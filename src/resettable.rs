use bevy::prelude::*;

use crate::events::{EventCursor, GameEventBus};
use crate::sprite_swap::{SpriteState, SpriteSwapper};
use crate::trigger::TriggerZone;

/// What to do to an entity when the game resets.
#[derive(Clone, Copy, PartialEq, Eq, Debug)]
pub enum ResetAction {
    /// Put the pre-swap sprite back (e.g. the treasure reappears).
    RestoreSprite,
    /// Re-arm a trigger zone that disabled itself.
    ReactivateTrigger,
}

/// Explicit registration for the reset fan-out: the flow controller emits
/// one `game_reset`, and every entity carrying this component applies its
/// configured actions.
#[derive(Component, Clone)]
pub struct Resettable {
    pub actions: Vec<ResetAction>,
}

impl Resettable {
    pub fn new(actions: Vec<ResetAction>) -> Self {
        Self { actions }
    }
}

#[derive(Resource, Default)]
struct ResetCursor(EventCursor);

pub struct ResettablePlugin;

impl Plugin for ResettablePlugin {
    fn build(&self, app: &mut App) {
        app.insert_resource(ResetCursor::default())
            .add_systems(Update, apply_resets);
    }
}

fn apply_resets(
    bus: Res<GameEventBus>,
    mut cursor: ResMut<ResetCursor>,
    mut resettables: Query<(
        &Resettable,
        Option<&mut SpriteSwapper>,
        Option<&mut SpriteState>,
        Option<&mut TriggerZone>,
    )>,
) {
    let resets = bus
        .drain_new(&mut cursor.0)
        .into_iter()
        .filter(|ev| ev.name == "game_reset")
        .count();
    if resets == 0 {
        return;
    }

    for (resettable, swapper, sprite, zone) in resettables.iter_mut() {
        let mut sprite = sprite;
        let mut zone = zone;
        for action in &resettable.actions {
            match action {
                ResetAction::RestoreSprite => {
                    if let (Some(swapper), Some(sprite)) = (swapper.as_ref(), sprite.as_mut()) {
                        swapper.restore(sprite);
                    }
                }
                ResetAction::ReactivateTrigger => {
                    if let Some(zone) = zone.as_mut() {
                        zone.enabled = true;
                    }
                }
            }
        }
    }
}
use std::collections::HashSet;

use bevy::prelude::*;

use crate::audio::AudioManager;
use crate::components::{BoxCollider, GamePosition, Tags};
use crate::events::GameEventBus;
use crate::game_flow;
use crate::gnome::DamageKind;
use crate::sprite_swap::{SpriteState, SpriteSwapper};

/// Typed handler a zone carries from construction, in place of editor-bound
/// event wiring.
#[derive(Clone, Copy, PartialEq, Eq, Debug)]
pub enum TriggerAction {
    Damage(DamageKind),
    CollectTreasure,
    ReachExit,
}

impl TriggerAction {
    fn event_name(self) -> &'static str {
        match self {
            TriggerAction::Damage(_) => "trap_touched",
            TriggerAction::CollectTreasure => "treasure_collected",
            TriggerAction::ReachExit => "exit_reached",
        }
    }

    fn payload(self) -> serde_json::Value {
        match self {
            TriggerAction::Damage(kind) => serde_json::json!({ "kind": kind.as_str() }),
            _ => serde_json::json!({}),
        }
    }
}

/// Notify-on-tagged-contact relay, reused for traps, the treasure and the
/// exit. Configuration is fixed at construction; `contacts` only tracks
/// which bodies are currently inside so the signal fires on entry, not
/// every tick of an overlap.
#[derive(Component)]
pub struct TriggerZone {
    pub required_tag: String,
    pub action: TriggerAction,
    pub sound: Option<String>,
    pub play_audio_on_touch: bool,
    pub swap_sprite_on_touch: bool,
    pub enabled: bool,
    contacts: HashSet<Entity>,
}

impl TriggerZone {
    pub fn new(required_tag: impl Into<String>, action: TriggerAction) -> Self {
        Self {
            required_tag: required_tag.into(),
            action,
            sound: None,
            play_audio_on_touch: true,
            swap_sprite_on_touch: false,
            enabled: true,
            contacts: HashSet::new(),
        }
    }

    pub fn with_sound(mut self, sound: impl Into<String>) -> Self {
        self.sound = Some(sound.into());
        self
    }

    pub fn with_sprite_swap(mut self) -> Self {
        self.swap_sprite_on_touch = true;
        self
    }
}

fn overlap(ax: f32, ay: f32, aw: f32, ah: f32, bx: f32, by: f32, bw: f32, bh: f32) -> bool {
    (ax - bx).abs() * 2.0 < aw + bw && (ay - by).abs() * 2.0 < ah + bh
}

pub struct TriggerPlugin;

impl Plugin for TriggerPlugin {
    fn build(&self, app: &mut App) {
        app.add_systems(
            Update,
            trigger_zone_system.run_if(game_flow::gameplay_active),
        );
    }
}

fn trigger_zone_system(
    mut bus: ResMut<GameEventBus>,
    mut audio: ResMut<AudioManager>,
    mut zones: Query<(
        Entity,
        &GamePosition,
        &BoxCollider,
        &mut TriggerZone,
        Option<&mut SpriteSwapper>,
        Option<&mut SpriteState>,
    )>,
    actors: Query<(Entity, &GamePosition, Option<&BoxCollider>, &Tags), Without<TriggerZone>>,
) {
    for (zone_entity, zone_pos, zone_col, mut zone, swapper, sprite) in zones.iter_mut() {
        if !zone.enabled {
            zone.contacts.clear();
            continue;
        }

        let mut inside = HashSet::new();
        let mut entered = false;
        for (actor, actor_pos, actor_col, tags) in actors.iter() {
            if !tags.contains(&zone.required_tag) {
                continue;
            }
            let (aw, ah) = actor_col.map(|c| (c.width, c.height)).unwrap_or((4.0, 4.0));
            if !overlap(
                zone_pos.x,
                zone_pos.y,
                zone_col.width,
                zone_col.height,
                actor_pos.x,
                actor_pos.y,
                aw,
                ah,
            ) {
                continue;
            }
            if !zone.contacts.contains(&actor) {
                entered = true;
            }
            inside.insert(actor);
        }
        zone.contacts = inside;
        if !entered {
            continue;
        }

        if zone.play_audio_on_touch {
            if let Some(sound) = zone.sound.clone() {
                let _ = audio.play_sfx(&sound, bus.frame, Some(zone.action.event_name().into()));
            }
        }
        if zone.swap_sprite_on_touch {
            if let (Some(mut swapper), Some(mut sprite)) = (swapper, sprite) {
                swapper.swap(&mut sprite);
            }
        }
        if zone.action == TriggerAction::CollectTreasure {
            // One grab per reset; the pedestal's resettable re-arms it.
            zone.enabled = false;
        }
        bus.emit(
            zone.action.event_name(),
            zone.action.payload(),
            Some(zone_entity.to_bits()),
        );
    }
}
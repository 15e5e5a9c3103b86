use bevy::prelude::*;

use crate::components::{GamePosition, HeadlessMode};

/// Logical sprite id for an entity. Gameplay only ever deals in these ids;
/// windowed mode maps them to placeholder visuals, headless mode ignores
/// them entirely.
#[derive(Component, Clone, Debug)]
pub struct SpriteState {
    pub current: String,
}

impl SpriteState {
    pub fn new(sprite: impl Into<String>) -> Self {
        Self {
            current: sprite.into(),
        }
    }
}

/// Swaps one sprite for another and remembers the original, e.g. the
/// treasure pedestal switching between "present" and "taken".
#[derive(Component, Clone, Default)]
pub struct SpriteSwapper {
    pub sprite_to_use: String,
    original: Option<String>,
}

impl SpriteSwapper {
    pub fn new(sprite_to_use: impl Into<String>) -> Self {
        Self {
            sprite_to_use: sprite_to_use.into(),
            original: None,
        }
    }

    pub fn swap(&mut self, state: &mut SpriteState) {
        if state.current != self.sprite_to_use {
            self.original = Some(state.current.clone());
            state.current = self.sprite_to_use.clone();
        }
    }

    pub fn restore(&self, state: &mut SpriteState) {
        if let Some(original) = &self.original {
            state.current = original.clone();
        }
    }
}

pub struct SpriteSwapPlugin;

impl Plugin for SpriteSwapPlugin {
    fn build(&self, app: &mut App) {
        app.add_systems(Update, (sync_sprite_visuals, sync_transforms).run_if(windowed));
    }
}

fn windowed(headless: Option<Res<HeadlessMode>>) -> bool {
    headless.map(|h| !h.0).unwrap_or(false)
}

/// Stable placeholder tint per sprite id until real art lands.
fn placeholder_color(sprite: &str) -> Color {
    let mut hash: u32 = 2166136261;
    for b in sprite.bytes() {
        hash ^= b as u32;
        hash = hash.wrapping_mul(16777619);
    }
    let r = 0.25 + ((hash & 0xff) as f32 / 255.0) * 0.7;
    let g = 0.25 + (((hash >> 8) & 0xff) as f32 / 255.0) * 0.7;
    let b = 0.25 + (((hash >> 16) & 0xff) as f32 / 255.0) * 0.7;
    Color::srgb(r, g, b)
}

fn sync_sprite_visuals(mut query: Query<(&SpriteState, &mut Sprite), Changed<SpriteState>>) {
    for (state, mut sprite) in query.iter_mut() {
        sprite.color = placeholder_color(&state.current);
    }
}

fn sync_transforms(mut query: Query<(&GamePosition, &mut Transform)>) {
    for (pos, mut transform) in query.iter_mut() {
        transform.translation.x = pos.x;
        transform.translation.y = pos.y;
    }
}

*****

> About this exercise
Only lines containing the string "RestoreSprite" belong in the answer; find them in the data above and copy them.

> Solution for this task
    RestoreSprite,
                ResetAction::RestoreSprite => {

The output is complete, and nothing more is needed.